◆ **DATASET CONTENT**:
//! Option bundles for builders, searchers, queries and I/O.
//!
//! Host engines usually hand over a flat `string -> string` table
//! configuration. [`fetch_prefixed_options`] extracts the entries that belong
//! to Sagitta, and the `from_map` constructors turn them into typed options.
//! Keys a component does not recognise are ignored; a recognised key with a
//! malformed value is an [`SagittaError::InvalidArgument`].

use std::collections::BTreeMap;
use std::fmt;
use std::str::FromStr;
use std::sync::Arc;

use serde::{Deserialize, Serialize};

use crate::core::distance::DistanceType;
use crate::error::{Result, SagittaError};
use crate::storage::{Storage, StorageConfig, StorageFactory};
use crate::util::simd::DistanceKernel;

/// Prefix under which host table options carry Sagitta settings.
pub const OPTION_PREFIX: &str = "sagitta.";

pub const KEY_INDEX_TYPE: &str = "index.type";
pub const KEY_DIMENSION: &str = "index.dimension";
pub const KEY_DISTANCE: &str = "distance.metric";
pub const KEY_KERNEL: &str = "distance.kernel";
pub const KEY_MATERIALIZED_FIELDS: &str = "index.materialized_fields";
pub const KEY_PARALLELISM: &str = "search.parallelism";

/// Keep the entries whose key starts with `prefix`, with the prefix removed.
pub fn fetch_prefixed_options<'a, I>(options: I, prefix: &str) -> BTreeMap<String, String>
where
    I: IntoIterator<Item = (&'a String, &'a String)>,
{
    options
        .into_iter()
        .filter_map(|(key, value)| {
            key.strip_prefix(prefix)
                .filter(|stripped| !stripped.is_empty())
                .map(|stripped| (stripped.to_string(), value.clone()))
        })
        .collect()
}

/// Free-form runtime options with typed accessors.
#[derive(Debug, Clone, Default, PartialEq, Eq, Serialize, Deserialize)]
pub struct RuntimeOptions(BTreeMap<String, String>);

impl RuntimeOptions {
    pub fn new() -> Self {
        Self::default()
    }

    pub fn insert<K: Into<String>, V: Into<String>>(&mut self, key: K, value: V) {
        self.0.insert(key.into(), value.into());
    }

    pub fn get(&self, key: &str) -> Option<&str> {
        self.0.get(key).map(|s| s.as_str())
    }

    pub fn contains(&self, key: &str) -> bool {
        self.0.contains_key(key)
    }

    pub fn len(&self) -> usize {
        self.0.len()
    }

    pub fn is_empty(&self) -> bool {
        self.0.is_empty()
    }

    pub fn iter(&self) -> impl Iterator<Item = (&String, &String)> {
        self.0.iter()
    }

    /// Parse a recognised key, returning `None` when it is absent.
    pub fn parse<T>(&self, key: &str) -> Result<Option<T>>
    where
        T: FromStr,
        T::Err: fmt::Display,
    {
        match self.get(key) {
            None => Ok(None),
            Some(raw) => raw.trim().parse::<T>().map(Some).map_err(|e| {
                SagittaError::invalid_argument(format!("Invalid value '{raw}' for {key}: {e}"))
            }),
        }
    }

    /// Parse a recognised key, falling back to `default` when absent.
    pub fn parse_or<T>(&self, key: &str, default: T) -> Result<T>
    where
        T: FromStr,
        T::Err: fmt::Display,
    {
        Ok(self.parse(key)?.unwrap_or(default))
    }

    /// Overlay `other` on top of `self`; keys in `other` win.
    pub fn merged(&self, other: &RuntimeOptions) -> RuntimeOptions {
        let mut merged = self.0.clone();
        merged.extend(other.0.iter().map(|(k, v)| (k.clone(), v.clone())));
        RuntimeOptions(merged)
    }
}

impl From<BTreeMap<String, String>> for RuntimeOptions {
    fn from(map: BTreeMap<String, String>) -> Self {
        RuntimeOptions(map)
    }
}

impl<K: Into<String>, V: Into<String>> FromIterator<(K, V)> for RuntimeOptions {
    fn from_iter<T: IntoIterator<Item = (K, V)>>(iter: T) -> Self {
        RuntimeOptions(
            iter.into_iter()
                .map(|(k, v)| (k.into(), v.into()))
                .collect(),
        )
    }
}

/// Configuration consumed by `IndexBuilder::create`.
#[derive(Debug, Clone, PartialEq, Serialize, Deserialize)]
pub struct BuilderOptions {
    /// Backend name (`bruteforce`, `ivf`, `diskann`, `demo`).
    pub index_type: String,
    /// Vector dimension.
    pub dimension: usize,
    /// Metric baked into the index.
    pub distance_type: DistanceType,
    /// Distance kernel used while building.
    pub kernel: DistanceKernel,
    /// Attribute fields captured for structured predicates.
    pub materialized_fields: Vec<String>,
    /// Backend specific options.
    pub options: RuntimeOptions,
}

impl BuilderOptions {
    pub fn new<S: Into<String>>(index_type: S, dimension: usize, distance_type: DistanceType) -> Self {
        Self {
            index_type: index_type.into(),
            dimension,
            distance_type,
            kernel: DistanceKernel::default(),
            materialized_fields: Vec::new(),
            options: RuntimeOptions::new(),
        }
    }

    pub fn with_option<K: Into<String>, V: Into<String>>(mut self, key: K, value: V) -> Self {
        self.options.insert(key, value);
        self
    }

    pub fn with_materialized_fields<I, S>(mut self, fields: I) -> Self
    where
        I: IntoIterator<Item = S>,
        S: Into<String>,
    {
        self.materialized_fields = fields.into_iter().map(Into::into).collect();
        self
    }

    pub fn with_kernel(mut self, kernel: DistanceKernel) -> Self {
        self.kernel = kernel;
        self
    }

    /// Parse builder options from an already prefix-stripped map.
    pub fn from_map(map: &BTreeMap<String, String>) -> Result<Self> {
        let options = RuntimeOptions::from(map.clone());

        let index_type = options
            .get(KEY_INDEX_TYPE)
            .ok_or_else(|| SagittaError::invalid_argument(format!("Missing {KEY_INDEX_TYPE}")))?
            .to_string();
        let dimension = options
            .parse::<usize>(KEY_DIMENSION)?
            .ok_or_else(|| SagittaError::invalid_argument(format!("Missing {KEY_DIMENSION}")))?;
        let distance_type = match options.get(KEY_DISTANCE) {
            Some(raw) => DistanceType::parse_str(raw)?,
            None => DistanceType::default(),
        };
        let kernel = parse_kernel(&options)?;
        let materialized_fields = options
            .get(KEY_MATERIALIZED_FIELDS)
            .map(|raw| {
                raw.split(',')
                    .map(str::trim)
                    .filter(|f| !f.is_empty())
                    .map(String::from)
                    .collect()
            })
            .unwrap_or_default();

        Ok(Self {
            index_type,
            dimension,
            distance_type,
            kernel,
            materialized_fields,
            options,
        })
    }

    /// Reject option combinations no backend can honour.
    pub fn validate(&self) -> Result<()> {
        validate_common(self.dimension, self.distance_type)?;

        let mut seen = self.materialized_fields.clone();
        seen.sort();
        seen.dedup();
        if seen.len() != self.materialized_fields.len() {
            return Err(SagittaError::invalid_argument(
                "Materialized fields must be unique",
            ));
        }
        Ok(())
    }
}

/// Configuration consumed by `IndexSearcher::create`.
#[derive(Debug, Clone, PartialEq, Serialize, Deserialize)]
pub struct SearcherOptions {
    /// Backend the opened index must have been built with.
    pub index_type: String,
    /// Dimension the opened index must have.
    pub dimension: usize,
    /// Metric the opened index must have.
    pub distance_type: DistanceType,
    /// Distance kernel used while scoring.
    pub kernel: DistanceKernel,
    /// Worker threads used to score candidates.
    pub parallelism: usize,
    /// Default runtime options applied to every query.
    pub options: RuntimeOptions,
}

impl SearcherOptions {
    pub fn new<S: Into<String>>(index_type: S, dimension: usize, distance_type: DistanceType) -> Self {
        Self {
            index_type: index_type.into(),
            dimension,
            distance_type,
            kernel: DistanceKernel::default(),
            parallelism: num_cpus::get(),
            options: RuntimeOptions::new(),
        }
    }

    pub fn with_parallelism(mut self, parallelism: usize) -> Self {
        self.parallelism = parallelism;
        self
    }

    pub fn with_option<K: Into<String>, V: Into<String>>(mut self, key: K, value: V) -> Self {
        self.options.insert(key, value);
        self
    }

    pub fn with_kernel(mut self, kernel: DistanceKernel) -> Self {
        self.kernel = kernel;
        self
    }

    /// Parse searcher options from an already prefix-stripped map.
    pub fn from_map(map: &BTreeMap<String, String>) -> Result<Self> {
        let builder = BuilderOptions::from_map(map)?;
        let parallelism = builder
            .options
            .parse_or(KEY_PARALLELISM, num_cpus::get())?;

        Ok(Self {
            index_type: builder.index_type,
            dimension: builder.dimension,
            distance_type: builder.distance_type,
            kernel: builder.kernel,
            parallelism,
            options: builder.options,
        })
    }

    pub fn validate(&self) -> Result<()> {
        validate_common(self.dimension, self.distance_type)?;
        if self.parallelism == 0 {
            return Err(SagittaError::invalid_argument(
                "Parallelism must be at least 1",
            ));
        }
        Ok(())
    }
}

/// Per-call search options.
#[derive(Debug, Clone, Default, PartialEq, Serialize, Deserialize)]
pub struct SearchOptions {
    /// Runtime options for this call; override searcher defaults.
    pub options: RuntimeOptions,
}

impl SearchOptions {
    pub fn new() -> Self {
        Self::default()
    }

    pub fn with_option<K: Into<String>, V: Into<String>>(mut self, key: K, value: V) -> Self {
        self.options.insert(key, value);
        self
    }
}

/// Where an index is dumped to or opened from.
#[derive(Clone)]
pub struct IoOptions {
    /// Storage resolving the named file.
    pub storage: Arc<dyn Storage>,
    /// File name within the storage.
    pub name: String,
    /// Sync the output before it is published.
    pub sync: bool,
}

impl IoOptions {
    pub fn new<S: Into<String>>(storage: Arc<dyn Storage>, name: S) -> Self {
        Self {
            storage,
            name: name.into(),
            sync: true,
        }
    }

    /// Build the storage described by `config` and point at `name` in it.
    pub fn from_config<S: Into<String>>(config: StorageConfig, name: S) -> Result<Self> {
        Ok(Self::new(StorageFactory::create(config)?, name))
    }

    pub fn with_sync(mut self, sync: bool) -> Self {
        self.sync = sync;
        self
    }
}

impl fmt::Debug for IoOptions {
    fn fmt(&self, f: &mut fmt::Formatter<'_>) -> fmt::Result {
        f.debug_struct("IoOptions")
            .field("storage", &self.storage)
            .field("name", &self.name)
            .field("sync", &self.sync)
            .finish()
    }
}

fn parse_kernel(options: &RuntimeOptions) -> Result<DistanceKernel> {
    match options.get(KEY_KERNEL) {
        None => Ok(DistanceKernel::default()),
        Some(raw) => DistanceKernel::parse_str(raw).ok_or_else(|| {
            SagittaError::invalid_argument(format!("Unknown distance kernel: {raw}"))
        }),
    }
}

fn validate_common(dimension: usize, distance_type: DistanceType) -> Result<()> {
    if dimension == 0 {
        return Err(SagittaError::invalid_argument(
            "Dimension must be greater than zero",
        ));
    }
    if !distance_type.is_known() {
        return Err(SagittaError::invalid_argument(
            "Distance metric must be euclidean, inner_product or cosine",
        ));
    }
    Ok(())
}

* * *

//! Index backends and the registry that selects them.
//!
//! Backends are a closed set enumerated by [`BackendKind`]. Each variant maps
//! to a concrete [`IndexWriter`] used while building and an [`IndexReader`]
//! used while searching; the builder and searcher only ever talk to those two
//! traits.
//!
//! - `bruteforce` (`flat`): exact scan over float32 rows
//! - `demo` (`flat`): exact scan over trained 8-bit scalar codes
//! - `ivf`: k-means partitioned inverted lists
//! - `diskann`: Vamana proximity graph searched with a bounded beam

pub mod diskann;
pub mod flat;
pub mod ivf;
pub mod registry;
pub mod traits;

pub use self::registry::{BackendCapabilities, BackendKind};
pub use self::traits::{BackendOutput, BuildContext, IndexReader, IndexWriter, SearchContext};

◆ **WORK ORDER**: Read the entries and pick out all lines that include the word "PartialEq".

◆ **RESPONSE TO THE EXERCISE**:
#[derive(Debug, Clone, Default, PartialEq, Eq, Serialize, Deserialize)]
#[derive(Debug, Clone, PartialEq, Serialize, Deserialize)]
#[derive(Debug, Clone, PartialEq, Serialize, Deserialize)]
#[derive(Debug, Clone, Default, PartialEq, Serialize, Deserialize)]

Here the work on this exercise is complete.